» TO DO: Counting only lines that contain the word "usize", state the total for the listing below and nothing else.

>>>>>

//! `/proc/mtd` report format
//!
//! On kernels without MTD sysfs support, `/proc/mtd` is the only place that
//! lists the devices and their names:
//!
//! ```text
//! dev:    size   erasesize  name
//! mtd0: 00040000 00020000 "u-boot"
//! mtd1: 07fc0000 00020000 "rootfs"
//! ```
//!
//! This module parses one line at a time from a byte buffer. Keeping the
//! buffer and the position is up to the caller.

use crate::device::{DeviceName, MTD_NAME_MAX};
use crate::error::{Error, Result};

/// First line of `/proc/mtd`
pub const PROC_MTD_FIRST: &str = "dev:    size   erasesize  name\n";

/// Maximum number of bytes read from `/proc/mtd`
pub const PROC_MTD_MAX_LEN: usize = 4096;

/// One device line of the report
#[derive(Debug, Clone, PartialEq, Eq)]
pub struct ReportRecord {
    /// Device number
    pub mtd_num: u32,
    /// Total size in bytes
    pub size: u64,
    /// Eraseblock size in bytes
    pub eb_size: u32,
    /// Device name
    pub name: DeviceName,
}

/// Check the report header and return the offset of the first device line
pub fn check_preamble(buf: &[u8]) -> Result<usize> {
    let first = PROC_MTD_FIRST.as_bytes();
    if buf.len() < first.len() || !buf.starts_with(first) {
        return Err(Error::BadPreamble);
    }
    Ok(first.len())
}

/// Parse the device line starting at `pos`
///
/// Returns the record and the offset of the next line. The line must look
/// like `mtd<N>: <hex size> <hex erasesize> "<name>"` followed by a newline.
pub fn parse_record(buf: &[u8], pos: usize) -> Result<(ReportRecord, usize)> {
    let rest = buf.get(pos..).ok_or(Error::PatternNotFound)?;
    let (mtd_num, size, eb_size) = scan_line(rest).ok_or(Error::PatternNotFound)?;

    // The name is the only quoted field, so the first quote opens it
    let open = find_quote(buf, pos).ok_or(Error::OpeningQuoteNotFound)?;
    let start = open + 1;
    if start >= buf.len() {
        return Err(Error::OpeningQuoteNotFound);
    }
    let close = find_quote(buf, start).ok_or(Error::ClosingQuoteNotFound)?;

    let raw_name = &buf[start..close];
    if raw_name.len() > MTD_NAME_MAX {
        return Err(Error::NameTooLong {
            mtd_num,
            len: raw_name.len(),
        });
    }
    let name_str = core::str::from_utf8(raw_name).map_err(|_| Error::NameNotUtf8 { mtd_num })?;
    let mut name = DeviceName::new();
    name.push_str(name_str).map_err(|_| Error::NameTooLong {
        mtd_num,
        len: raw_name.len(),
    })?;

    if buf.get(close + 1) != Some(&b'\n') {
        return Err(Error::MissingNewline { mtd_num });
    }

    Ok((
        ReportRecord {
            mtd_num,
            size,
            eb_size,
            name,
        },
        close + 2,
    ))
}

fn find_quote(buf: &[u8], from: usize) -> Option<usize> {
    buf.get(from..)?
        .iter()
        .position(|&b| b == b'"')
        .map(|off| from + off)
}

/// Match `mtd%d: %llx %x` the way sscanf does
fn scan_line(line: &[u8]) -> Option<(u32, u64, u32)> {
    let mut sc = Scanner { buf: line, pos: 0 };
    sc.literal(b"mtd")?;
    let mtd_num = u32::try_from(sc.number(10)?).ok()?;
    sc.literal(b":")?;
    let size = sc.number(16)?;
    let eb_size = u32::try_from(sc.number(16)?).ok()?;
    Some((mtd_num, size, eb_size))
}

struct Scanner<'a> {
    buf: &'a [u8],
    pos: usize,
}

impl Scanner<'_> {
    fn peek(&self) -> Option<u8> {
        self.buf.get(self.pos).copied()
    }

    fn literal(&mut self, lit: &[u8]) -> Option<()> {
        if self.buf.get(self.pos..)?.starts_with(lit) {
            self.pos += lit.len();
            Some(())
        } else {
            None
        }
    }

    fn skip_whitespace(&mut self) {
        while self.peek().is_some_and(|b| b.is_ascii_whitespace()) {
            self.pos += 1;
        }
    }

    /// Unsigned integer with leading whitespace; base 16 takes an optional `0x`
    fn number(&mut self, radix: u32) -> Option<u64> {
        self.skip_whitespace();

        if radix == 16 {
            let rest = &self.buf[self.pos..];
            if rest.len() > 2
                && rest[0] == b'0'
                && (rest[1] | 0x20) == b'x'
                && rest[2].is_ascii_hexdigit()
            {
                self.pos += 2;
            }
        }

        let start = self.pos;
        let mut value: u64 = 0;
        while let Some(digit) = self.peek().and_then(|b| (b as char).to_digit(radix)) {
            value = value
                .checked_mul(u64::from(radix))?
                .checked_add(u64::from(digit))?;
            self.pos += 1;
        }

        (self.pos > start).then_some(value)
    }
}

<<<<<

» WRITTEN RESPONSE: 5